• **What the task requires**
Extract each line of the records below that contains the word "rejected".

• **Source material**
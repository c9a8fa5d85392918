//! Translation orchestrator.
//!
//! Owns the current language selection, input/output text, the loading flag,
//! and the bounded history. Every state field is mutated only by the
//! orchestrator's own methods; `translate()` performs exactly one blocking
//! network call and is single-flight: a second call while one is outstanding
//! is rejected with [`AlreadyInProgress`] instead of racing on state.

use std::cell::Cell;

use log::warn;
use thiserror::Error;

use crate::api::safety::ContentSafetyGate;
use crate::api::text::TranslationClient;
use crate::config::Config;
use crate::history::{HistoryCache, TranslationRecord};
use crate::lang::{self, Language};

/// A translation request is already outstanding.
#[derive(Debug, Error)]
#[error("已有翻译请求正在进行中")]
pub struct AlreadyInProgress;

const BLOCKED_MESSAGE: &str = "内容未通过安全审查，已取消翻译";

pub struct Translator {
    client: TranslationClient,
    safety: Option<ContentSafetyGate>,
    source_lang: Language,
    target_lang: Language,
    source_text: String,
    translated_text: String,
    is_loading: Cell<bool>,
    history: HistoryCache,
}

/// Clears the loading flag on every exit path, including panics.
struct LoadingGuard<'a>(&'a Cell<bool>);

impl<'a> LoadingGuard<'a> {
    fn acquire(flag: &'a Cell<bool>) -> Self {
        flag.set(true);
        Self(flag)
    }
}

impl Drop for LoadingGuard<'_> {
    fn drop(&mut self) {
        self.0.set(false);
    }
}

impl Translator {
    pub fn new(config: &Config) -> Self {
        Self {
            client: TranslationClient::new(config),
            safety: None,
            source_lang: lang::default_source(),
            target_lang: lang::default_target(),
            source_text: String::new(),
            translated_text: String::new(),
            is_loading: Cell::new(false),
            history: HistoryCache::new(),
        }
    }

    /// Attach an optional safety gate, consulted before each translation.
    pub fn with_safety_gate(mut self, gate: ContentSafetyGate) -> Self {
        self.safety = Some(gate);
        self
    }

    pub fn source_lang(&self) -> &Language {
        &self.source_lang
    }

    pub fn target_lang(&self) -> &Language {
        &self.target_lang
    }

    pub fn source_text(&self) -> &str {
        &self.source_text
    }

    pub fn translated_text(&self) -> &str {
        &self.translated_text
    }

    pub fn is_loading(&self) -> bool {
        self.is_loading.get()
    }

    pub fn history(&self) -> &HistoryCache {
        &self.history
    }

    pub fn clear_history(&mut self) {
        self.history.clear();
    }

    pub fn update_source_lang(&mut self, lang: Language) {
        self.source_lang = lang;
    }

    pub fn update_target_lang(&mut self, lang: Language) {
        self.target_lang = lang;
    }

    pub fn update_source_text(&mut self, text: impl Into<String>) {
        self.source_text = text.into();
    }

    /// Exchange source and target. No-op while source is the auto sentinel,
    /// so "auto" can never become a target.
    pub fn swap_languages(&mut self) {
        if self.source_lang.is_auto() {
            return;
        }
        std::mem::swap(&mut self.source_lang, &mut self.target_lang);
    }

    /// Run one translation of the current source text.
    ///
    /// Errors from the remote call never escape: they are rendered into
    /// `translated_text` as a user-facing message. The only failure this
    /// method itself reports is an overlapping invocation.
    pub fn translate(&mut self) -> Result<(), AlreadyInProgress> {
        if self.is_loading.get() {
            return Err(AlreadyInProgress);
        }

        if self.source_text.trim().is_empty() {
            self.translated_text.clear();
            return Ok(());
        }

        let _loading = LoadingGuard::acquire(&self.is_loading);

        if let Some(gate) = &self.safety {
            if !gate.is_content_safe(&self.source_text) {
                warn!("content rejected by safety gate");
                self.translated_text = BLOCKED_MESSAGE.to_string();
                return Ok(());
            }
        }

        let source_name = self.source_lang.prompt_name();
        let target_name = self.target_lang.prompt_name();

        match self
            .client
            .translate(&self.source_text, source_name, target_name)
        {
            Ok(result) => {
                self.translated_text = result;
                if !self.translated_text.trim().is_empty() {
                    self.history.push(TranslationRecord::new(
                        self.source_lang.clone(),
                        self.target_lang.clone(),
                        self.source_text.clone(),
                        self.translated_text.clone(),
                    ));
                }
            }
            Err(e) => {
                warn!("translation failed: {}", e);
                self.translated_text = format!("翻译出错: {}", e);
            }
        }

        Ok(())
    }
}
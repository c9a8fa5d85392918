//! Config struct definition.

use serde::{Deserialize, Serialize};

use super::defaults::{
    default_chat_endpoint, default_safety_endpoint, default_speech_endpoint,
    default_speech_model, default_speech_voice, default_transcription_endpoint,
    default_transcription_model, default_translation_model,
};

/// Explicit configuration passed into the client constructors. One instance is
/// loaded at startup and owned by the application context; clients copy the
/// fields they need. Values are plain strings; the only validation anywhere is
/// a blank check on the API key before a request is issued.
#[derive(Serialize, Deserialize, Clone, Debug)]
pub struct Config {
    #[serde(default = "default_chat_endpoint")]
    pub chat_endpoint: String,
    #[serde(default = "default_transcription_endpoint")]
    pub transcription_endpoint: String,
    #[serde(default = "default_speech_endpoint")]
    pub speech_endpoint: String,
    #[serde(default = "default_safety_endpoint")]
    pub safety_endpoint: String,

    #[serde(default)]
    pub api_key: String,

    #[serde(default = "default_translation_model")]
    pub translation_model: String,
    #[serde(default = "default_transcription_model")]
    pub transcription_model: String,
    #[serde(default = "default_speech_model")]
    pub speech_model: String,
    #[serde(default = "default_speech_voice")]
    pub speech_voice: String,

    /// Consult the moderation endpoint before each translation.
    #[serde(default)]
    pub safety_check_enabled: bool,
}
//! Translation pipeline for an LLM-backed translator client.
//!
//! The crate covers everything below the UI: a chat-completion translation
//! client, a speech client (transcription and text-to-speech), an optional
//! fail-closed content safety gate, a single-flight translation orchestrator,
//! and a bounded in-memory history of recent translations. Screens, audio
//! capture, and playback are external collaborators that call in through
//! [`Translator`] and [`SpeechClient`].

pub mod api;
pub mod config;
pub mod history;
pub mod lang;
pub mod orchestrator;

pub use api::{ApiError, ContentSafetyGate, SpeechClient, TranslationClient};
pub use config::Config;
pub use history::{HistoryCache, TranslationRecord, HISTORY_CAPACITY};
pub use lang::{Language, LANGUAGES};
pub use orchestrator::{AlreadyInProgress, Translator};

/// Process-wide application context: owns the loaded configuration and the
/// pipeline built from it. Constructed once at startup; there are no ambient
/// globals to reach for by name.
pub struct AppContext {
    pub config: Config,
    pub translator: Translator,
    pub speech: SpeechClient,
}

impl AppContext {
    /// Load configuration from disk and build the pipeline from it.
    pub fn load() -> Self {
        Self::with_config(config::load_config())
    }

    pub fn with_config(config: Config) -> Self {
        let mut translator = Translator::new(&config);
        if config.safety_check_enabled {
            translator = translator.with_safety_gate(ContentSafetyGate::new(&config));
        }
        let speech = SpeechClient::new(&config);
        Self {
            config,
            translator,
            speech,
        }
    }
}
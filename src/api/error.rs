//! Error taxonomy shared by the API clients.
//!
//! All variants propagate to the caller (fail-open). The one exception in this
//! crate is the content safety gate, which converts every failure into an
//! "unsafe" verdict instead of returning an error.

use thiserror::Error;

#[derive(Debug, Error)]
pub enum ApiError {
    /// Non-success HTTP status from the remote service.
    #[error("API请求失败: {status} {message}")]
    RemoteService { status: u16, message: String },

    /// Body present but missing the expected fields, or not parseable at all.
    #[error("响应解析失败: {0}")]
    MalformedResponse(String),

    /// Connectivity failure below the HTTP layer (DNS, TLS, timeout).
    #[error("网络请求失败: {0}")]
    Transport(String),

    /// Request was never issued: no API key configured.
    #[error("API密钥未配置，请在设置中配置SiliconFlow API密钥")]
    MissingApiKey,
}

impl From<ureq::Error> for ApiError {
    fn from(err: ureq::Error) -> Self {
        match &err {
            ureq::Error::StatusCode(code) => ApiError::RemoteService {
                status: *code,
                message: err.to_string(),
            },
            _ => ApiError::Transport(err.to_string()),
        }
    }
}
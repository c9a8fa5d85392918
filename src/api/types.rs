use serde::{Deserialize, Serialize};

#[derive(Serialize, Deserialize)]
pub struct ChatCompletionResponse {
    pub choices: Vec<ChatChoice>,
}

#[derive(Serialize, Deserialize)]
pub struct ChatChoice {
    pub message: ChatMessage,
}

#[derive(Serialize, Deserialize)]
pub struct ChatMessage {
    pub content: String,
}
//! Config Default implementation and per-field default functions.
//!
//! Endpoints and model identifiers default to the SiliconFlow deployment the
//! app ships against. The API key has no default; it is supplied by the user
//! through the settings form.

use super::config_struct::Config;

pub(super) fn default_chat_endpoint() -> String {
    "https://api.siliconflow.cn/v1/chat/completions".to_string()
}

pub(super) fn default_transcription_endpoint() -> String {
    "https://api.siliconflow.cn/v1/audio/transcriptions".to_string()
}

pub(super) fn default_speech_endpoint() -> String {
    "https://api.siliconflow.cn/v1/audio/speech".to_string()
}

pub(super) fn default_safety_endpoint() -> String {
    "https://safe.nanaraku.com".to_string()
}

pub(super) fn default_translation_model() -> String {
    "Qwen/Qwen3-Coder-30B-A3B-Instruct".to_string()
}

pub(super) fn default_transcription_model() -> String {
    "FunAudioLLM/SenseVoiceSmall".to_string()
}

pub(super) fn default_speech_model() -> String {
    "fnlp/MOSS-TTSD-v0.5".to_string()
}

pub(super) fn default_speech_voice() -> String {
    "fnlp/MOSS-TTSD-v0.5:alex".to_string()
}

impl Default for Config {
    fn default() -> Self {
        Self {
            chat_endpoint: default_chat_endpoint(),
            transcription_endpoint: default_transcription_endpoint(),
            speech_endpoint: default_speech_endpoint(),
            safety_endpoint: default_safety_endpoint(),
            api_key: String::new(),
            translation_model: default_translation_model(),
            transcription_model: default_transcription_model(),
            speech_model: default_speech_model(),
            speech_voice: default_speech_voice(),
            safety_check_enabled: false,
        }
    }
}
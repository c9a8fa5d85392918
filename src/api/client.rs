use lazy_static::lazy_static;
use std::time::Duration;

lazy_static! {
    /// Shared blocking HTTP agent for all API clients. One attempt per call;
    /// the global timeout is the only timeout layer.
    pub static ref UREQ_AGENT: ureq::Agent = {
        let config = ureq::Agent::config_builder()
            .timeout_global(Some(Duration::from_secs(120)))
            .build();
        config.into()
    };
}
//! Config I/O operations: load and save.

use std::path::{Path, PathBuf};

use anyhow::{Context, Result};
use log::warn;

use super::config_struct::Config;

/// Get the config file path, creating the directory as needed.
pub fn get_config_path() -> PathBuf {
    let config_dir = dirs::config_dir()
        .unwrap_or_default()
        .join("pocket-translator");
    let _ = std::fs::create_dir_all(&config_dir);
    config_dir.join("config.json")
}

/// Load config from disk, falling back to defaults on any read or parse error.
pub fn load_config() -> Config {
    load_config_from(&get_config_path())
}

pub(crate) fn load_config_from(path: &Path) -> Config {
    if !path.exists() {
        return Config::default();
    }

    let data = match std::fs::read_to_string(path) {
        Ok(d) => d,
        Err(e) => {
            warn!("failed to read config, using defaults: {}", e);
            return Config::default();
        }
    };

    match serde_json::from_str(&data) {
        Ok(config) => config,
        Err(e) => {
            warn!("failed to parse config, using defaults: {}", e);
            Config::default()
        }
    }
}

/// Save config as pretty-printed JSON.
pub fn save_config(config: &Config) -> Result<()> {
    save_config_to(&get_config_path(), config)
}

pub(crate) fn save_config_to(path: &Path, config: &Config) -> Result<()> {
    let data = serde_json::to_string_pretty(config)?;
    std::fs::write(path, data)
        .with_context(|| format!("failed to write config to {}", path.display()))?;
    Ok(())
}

• **Result of this task**
//! is rejected with [`AlreadyInProgress`] instead of racing on state.
                warn!("content rejected by safety gate");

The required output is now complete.